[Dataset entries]
* * * * * * *

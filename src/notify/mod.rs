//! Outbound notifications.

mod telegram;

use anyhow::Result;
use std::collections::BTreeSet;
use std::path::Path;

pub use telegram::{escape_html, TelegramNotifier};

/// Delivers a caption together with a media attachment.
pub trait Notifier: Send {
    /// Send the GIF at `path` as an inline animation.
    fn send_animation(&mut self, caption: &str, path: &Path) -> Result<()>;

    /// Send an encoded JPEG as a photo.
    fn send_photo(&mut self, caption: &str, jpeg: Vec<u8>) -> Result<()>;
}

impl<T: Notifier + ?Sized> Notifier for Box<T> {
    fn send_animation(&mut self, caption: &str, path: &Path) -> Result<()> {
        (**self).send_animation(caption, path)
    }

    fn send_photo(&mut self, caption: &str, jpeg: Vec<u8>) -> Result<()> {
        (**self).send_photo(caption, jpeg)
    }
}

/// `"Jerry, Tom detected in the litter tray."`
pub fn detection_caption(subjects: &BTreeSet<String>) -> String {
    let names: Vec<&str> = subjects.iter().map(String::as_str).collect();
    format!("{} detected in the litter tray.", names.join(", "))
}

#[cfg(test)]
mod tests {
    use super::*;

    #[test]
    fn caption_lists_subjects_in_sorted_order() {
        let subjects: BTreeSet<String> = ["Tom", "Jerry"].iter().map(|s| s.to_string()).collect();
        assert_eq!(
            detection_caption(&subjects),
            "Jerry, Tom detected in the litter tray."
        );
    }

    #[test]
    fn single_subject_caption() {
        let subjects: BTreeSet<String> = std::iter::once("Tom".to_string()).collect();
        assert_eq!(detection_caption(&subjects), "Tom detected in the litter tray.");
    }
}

* * * * * * *

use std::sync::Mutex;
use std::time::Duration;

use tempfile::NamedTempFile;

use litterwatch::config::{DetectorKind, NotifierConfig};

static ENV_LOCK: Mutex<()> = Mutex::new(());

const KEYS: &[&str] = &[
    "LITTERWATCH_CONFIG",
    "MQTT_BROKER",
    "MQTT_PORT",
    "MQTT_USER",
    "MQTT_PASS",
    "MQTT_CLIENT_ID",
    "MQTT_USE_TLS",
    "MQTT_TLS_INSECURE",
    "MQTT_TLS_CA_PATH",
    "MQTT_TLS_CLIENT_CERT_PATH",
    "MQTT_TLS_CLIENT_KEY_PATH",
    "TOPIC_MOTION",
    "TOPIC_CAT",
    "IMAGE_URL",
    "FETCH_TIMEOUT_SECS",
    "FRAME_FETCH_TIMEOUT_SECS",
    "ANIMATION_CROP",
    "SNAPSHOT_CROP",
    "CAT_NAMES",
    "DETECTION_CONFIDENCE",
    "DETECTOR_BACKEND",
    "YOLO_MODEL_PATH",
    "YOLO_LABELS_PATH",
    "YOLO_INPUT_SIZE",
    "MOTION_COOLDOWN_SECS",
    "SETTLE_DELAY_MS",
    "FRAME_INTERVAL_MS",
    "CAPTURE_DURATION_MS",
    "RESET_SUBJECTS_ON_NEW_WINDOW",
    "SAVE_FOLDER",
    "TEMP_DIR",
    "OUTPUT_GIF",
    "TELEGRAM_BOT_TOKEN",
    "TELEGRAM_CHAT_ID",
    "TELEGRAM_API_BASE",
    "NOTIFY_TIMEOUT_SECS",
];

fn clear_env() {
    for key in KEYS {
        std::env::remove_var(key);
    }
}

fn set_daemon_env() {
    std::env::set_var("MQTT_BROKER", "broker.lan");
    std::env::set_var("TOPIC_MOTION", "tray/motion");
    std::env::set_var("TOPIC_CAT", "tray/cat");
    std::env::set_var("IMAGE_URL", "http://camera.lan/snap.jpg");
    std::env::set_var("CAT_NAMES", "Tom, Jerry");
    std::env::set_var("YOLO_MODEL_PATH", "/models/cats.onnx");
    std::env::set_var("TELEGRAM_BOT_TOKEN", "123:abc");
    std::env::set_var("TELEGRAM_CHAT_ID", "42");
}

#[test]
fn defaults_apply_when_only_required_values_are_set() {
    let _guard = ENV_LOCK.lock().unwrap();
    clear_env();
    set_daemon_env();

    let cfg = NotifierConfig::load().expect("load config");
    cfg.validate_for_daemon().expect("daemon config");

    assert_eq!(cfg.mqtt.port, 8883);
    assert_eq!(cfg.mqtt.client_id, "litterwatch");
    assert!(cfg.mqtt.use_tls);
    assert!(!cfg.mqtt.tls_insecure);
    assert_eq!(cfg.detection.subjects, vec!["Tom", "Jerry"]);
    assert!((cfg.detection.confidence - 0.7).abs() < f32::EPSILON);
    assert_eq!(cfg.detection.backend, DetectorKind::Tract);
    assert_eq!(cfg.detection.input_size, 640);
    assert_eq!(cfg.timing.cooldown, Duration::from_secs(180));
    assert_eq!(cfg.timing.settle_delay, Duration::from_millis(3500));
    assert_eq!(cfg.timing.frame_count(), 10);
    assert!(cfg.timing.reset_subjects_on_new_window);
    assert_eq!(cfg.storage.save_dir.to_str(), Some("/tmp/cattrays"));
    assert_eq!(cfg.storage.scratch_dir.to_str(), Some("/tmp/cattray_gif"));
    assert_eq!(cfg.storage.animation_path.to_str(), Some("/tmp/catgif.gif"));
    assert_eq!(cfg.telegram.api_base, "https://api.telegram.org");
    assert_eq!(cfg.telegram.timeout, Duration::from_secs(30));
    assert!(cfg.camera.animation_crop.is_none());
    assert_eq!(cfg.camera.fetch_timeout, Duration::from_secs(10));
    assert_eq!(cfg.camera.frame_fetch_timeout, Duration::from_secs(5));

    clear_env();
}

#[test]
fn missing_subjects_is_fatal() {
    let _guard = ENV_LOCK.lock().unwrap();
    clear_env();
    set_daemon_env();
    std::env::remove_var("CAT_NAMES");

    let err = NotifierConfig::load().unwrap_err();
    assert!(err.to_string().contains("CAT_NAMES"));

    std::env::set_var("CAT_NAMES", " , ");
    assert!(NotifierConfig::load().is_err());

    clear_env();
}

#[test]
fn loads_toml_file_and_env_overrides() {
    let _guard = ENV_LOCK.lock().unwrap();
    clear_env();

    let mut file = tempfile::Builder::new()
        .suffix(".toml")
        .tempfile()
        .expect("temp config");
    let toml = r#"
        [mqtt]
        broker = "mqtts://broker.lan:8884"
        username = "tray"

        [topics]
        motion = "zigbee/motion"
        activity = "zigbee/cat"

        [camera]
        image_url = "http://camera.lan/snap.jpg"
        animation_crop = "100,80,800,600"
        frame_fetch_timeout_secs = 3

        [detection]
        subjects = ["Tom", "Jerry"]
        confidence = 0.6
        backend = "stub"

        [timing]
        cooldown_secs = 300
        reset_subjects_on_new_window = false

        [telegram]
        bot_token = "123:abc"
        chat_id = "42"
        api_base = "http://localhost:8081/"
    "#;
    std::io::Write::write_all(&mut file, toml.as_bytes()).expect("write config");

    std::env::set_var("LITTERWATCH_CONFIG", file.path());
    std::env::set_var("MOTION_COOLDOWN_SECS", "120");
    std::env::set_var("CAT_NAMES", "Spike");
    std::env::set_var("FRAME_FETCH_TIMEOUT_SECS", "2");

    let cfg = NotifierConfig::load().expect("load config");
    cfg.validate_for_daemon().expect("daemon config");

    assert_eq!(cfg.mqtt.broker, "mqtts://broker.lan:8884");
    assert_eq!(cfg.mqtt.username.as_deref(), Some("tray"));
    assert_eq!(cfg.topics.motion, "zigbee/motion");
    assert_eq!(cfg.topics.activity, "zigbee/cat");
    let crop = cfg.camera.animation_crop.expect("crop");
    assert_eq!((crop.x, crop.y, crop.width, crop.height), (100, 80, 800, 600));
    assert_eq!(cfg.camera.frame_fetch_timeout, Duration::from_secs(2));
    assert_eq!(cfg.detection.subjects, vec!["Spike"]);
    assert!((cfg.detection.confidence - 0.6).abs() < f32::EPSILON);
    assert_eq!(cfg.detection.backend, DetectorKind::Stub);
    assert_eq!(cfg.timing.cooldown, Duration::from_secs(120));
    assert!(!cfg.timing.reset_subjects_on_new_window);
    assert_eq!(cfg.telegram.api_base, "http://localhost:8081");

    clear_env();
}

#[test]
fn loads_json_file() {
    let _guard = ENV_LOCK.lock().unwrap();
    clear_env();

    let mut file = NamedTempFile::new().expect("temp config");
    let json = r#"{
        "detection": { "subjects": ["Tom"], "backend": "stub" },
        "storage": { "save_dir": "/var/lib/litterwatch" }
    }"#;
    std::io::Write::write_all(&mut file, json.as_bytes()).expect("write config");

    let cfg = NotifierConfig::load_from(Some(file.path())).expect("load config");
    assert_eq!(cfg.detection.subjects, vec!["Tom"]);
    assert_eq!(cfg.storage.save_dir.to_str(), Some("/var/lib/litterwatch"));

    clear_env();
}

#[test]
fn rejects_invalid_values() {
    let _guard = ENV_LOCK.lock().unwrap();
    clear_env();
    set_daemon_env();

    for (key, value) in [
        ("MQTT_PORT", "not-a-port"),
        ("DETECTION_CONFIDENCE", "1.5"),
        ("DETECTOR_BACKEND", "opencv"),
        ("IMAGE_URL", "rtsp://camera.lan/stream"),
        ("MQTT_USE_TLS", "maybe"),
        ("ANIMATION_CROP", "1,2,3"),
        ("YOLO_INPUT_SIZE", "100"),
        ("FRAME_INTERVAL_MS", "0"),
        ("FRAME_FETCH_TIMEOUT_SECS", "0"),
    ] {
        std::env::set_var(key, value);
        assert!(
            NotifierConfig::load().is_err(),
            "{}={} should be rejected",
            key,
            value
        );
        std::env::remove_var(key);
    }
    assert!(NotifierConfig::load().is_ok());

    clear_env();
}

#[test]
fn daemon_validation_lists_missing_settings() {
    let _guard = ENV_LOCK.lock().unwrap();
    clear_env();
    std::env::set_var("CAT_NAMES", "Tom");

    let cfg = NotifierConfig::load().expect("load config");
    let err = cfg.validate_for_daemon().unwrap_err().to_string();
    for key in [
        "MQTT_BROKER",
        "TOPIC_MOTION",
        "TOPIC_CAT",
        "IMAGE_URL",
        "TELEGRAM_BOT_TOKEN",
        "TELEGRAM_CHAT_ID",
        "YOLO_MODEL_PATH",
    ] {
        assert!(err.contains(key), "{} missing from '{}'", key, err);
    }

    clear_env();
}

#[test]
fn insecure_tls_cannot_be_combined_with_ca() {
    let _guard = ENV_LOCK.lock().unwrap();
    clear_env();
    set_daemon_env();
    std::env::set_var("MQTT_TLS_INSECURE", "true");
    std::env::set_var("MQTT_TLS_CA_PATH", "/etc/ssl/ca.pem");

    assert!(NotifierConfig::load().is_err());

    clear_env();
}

* * * * * * *

DIRECTIONS FOR THIS TASK: Review the preceding data and report every line that includes the string "localhost".

OUTPUT BELOW:
        api_base = "http://localhost:8081/"
    assert_eq!(cfg.telegram.api_base, "http://localhost:8081");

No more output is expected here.